REQUIRED ACTION
If "CheckpointManager" shows up in a line of the material, return that line.

LISTED RECORDS

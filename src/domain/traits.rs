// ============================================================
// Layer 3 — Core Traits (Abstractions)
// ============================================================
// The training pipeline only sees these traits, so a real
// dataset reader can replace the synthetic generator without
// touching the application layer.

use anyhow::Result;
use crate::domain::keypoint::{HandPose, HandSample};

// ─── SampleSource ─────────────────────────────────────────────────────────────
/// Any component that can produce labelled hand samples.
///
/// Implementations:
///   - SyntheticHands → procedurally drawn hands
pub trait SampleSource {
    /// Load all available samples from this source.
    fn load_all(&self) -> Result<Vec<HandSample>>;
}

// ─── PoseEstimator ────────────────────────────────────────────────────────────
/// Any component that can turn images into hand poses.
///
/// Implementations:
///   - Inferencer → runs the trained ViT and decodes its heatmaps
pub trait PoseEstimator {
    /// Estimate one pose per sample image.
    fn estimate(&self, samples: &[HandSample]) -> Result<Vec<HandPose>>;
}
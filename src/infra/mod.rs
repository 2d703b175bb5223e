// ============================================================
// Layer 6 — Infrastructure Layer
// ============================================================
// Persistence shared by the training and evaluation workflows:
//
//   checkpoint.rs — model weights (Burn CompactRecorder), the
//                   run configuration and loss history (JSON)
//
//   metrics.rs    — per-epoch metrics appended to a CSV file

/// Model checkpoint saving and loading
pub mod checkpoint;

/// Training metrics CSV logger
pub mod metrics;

---

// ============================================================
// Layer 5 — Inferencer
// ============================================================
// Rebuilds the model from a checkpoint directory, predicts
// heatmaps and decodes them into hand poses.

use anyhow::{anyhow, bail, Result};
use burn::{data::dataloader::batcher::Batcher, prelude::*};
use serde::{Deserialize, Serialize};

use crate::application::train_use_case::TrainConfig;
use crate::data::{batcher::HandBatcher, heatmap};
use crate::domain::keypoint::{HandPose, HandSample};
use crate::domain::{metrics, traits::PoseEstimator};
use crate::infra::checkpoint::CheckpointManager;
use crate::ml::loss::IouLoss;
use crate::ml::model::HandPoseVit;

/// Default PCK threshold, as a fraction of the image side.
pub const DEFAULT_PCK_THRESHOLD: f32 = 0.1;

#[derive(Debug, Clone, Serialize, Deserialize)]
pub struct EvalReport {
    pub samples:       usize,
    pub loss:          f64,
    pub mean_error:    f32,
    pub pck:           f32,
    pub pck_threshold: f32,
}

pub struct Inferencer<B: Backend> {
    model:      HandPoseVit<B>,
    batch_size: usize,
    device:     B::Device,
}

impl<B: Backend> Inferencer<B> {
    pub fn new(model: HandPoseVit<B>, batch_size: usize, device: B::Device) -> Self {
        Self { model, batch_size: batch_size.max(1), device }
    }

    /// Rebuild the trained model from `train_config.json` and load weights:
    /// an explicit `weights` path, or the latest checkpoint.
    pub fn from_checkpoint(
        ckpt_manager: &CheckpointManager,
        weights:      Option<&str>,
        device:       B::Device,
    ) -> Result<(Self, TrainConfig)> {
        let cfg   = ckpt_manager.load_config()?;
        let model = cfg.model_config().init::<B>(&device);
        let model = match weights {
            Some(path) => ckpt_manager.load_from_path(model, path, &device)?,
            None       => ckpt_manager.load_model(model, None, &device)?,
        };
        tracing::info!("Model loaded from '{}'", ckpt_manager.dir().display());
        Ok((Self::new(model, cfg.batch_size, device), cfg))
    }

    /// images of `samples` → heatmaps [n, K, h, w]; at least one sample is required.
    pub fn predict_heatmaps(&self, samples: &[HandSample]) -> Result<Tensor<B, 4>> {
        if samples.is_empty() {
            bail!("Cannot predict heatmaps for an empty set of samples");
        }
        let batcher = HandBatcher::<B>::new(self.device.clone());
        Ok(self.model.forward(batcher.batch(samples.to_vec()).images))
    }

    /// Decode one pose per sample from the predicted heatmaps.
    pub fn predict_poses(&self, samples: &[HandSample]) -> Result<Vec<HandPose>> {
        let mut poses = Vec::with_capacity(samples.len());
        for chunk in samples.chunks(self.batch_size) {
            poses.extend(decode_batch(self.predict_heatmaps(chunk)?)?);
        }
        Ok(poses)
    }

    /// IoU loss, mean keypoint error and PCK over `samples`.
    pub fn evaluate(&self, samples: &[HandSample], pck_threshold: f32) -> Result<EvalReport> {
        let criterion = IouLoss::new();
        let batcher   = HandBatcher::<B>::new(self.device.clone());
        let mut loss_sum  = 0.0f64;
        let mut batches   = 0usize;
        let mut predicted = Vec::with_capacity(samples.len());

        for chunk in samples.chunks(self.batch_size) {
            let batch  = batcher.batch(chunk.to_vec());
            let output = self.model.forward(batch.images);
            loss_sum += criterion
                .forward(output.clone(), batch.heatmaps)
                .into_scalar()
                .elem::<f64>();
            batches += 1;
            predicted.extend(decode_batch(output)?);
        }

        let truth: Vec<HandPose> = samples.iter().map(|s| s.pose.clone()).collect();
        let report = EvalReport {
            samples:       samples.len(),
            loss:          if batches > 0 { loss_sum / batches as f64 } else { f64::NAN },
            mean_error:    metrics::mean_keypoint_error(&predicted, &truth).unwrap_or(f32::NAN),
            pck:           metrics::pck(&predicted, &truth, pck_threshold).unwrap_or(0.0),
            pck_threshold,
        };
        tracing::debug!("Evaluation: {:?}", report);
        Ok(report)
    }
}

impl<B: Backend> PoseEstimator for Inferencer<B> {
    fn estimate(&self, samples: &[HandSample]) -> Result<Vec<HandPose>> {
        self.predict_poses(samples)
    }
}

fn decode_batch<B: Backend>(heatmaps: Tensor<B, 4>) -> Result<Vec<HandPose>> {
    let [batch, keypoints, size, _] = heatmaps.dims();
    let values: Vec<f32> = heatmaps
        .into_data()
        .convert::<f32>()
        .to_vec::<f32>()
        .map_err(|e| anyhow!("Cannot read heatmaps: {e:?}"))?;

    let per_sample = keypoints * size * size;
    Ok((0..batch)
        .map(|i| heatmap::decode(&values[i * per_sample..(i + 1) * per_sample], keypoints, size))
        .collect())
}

--

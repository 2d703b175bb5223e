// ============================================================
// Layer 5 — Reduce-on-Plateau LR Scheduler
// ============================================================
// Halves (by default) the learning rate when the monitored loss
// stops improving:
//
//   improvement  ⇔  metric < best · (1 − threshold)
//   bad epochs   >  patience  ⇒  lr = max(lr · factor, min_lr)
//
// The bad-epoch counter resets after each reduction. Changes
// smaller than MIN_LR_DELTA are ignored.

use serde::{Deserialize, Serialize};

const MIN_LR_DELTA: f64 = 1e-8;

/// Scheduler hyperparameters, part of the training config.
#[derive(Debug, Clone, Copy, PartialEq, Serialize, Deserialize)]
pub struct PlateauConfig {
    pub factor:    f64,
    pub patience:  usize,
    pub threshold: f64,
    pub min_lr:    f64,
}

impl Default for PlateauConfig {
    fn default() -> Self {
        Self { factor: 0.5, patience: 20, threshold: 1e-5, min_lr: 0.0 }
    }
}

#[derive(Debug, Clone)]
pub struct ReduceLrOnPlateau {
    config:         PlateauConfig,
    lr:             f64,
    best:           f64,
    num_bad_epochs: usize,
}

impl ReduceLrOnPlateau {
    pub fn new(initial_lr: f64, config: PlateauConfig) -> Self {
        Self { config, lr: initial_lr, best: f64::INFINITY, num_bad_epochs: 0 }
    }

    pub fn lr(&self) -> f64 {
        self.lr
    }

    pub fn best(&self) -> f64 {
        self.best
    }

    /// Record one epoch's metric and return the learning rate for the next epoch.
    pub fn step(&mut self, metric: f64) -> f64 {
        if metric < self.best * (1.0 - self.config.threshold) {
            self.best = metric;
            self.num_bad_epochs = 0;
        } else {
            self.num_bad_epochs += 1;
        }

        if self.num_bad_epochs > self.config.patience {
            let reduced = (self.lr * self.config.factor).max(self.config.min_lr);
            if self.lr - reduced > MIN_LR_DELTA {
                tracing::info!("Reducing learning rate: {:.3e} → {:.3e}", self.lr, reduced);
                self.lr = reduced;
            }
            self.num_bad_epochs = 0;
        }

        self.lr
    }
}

ANSWER BOX
use crate::infra::checkpoint::CheckpointManager;
        ckpt_manager: &CheckpointManager,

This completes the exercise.